In March of 2000, I was home alone on a Friday night (surprise!) and was playing around on the computer. I thought I would try to find out why I didn't have any pubic hair (Isn't this something everyone does?) I did several searches and kept winding up at websites for male patterned baldness. Then I remembered that the doctor on the East Coast had used the word "gonads." I did a few searches and wasn't really getting anywhere and then suddenly I found a website for Androgen Insensitivity Syndrome. I read everything there and realized it was me they were talking about! It was me! They described every aspect of my body. There were personal stories, many of them had led similar lives and had the same surgery and had been lied to as well. It was shocking, it was horrifying and it literally blew the top of my head off. I was genetically a male? How could that be? How could that possibly be? I kept on reading all through the night, I printed out reams of pages. I couldn't soak in enough information. I figured out that I had Complete Androgen Insensitivity Syndrome. I had a name for it! And a grade! I was CAIS, Grade 7. I was crying so hard, I could no longer see the monitor. I was 44 years old and I finally had my questions answered, in cyberspace. Oddly enough, my first thought was, "Well, that's it then. I might as well just check out now, end it all. No one will ever want me now." I cried myself to sleep and woke up several times thinking. "What is that noise?" It turned out it was me, I was sobbing in my sleep, but it was like nothing I had ever heard before. The sounds were very guttural, very primal and coming from a very deep place inside of me, almost as if I was crying from my soul, from the very center of my being. I kept thinking that I was supposed to be the son that my father never had, how I had let him down. I thought this all must be some sort of cruel karmic joke. What had I done in a past life to deserve this?
The next day I phone my parents and said, "We need to talk!" They insisted that all this time they had thought I had my ovaries removed. They both cried. I cried. I honestly don't think they were ever told that I was XY. Although several weeks later I spoke with a relative who told me that years ago my mother admitted to him that it was testicles they removed from me. I asked him if she had ever planned on telling me and he replied: "Never. She would have never told you. Your mother could not handle the fact that she had given birth to a less than perfect child." Upon hearing this, I actually felt more sorry for my mother than I did for myself, and somehow I knew that it was all going to be just fine. Everything eventually works out just the way it is supposed to. There are no accidents in life and I refused to be thought of as one.
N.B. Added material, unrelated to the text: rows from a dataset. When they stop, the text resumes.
/// Convert a RawCommand to a CommandRecord
///
/// # Arguments
///
/// * `raw` - The deserialized command object
///
/// # Returns
///
/// * `Ok(CommandRecord)` - Successfully converted record
/// * `Err(BankError::ParseError)` - Unknown command, missing or malformed field
pub fn convert_command_record(raw: RawCommand) -> Result<CommandRecord, BankError> {
    let command = match raw.command.as_str() {
        "addAccount" => Command::AddAccount {
            email: required(&raw, "email", &raw.email)?,
            currency: required(&raw, "currency", &raw.currency)?,
            kind: account_kind(&raw)?,
        },
        "addFunds" => Command::AddFunds {
            account: required(&raw, "account", &raw.account)?,
            email: required(&raw, "email", &raw.email)?,
            amount: amount(&raw, "amount", &raw.amount)?,
        },
        "createCard" | "createOneTimeCard" => Command::CreateCard {
            account: required(&raw, "account", &raw.account)?,
            email: required(&raw, "email", &raw.email)?,
            one_time: raw.command == "createOneTimeCard",
        },
        "deleteCard" => Command::DeleteCard {
            card_number: required(&raw, "cardNumber", &raw.card_number)?,
            email: required(&raw, "email", &raw.email)?,
        },
        "deleteAccount" => Command::DeleteAccount {
            account: required(&raw, "account", &raw.account)?,
            email: required(&raw, "email", &raw.email)?,
        },
        "setMinimumBalance" => {
            let value = raw.amount.as_ref().or(raw.min_balance.as_ref());
            Command::SetMinimumBalance {
                account: required(&raw, "account", &raw.account)?,
                email: raw.email.clone(),
                amount: amount(&raw, "amount", &value.cloned())?,
            }
        }
        "setAlias" => Command::SetAlias {
            email: required(&raw, "email", &raw.email)?,
            account: required(&raw, "account", &raw.account)?,
            alias: required(&raw, "alias", &raw.alias)?,
        },
        "checkCardStatus" => Command::CheckCardStatus {
            card_number: required(&raw, "cardNumber", &raw.card_number)?,
        },
        "payOnline" => Command::PayOnline {
            card_number: required(&raw, "cardNumber", &raw.card_number)?,
            email: required(&raw, "email", &raw.email)?,
            amount: amount(&raw, "amount", &raw.amount)?,
            currency: required(&raw, "currency", &raw.currency)?,
            commerciant: required(&raw, "commerciant", &raw.commerciant)?,
        },
        "cashWithdrawal" => Command::CashWithdrawal {
            card_number: required(&raw, "cardNumber", &raw.card_number)?,
            email: required(&raw, "email", &raw.email)?,
            amount: amount(&raw, "amount", &raw.amount)?,
        },
        "sendMoney" => Command::SendMoney {
            account: required(&raw, "account", &raw.account)?,
            receiver: required(&raw, "receiver", &raw.receiver)?,
            email: required(&raw, "email", &raw.email)?,
            amount: amount(&raw, "amount", &raw.amount)?,
            description: raw.description.clone().unwrap_or_default(),
        },
        "splitPayment" => Command::SplitPayment {
            accounts: required(&raw, "accounts", &raw.accounts)?,
            kind: split_kind(&raw)?,
            amount: amount(&raw, "amount", &raw.amount)?,
            currency: required(&raw, "currency", &raw.currency)?,
        },
        "acceptSplitPayment" => Command::AcceptSplitPayment {
            email: required(&raw, "email", &raw.email)?,
            split_type: split_type(&raw)?,
        },
        "rejectSplitPayment" => Command::RejectSplitPayment {
            email: required(&raw, "email", &raw.email)?,
            split_type: split_type(&raw)?,
        },
        "upgradePlan" => {
            let name = required(&raw, "newPlanType", &raw.new_plan_type)?;
            Command::UpgradePlan {
                account: required(&raw, "account", &raw.account)?,
                target: PlanTier::parse(&name)
                    .ok_or_else(|| invalid(&raw, format!("unknown plan '{}'", name)))?,
            }
        }
        "changeInterestRate" => Command::ChangeInterestRate {
            account: required(&raw, "account", &raw.account)?,
            interest_rate: amount(&raw, "interestRate", &raw.interest_rate)?,
        },
        "addInterest" => Command::AddInterest {
            account: required(&raw, "account", &raw.account)?,
        },
        "withdrawSavings" => Command::WithdrawSavings {
            account: required(&raw, "account", &raw.account)?,
            amount: amount(&raw, "amount", &raw.amount)?,
            currency: required(&raw, "currency", &raw.currency)?,
        },
        "addNewBusinessAssociate" => Command::AddNewBusinessAssociate {
            account: required(&raw, "account", &raw.account)?,
            email: required(&raw, "email", &raw.email)?,
            role: associate_role(&raw)?,
        },
        "changeSpendingLimit" => Command::ChangeSpendingLimit {
            account: required(&raw, "account", &raw.account)?,
            email: required(&raw, "email", &raw.email)?,
            amount: amount(&raw, "amount", &raw.amount)?,
        },
        "changeDepositLimit" => Command::ChangeDepositLimit {
            account: required(&raw, "account", &raw.account)?,
            email: required(&raw, "email", &raw.email)?,
            amount: amount(&raw, "amount", &raw.amount)?,
        },
        "report" => Command::Report {
            account: required(&raw, "account", &raw.account)?,
            start: required(&raw, "startTimestamp", &raw.start_timestamp)?,
            end: required(&raw, "endTimestamp", &raw.end_timestamp)?,
        },
        "spendingsReport" => Command::SpendingsReport {
            account: required(&raw, "account", &raw.account)?,
            start: required(&raw, "startTimestamp", &raw.start_timestamp)?,
            end: required(&raw, "endTimestamp", &raw.end_timestamp)?,
        },
        "businessReport" => {
            let kind = match raw.kind.as_deref() {
                Some("transaction") => BusinessReportKind::Transaction,
                Some("commerciant") => BusinessReportKind::Commerciant,
                other => {
                    return Err(invalid(
                        &raw,
                        format!("unknown business report type {:?}", other),
                    ))
                }
            };
            Command::BusinessReport {
                account: required(&raw, "account", &raw.account)?,
                start: required(&raw, "startTimestamp", &raw.start_timestamp)?,
                end: required(&raw, "endTimestamp", &raw.end_timestamp)?,
                kind,
            }
        }
        "printTransactions" => Command::PrintTransactions {
            email: required(&raw, "email", &raw.email)?,
        },
        "printUsers" => Command::PrintUsers,
        other => return Err(invalid(&raw, format!("unknown command '{}'", other))),
    };

    Ok(CommandRecord {
        name: raw.command,
        timestamp: raw.timestamp,
        command,
    })
}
The following Monday, I went to my doctor armed with all of the information I had printed out from the Internet. I asked her if she had ever heard of AIS. Amazingly enough, she flipped through my medical chart, going back eight years to my first visit with her and pointed to where she had written "46 XY." I was furious! I asked her when she had planned on sharing this news with me. She said, "I tried to tell you but you just weren't ready to hear it." All I remember is that she told me I had an Ann-Margaret body and that I needed to talk to my mother. Was this her idea of disclosure? She then put down "Testicular Feminization" as her diagnosis on the insurance form. I asked if she could please change it to AIS and she said, "Let's just leave it as is and let the insurance company figure it out." And figure it out they did. A week later I received a letter from them, which stated, "The diagnosis does not match the gender of the patient." When I had originally applied for the insurance, of course I listed myself as female. Who knew? I phoned my doctor in tears. I was not willing to lose my medical insurance over this. She said she would take care of it and she actually said she was sorry. I haven't been back to see her since.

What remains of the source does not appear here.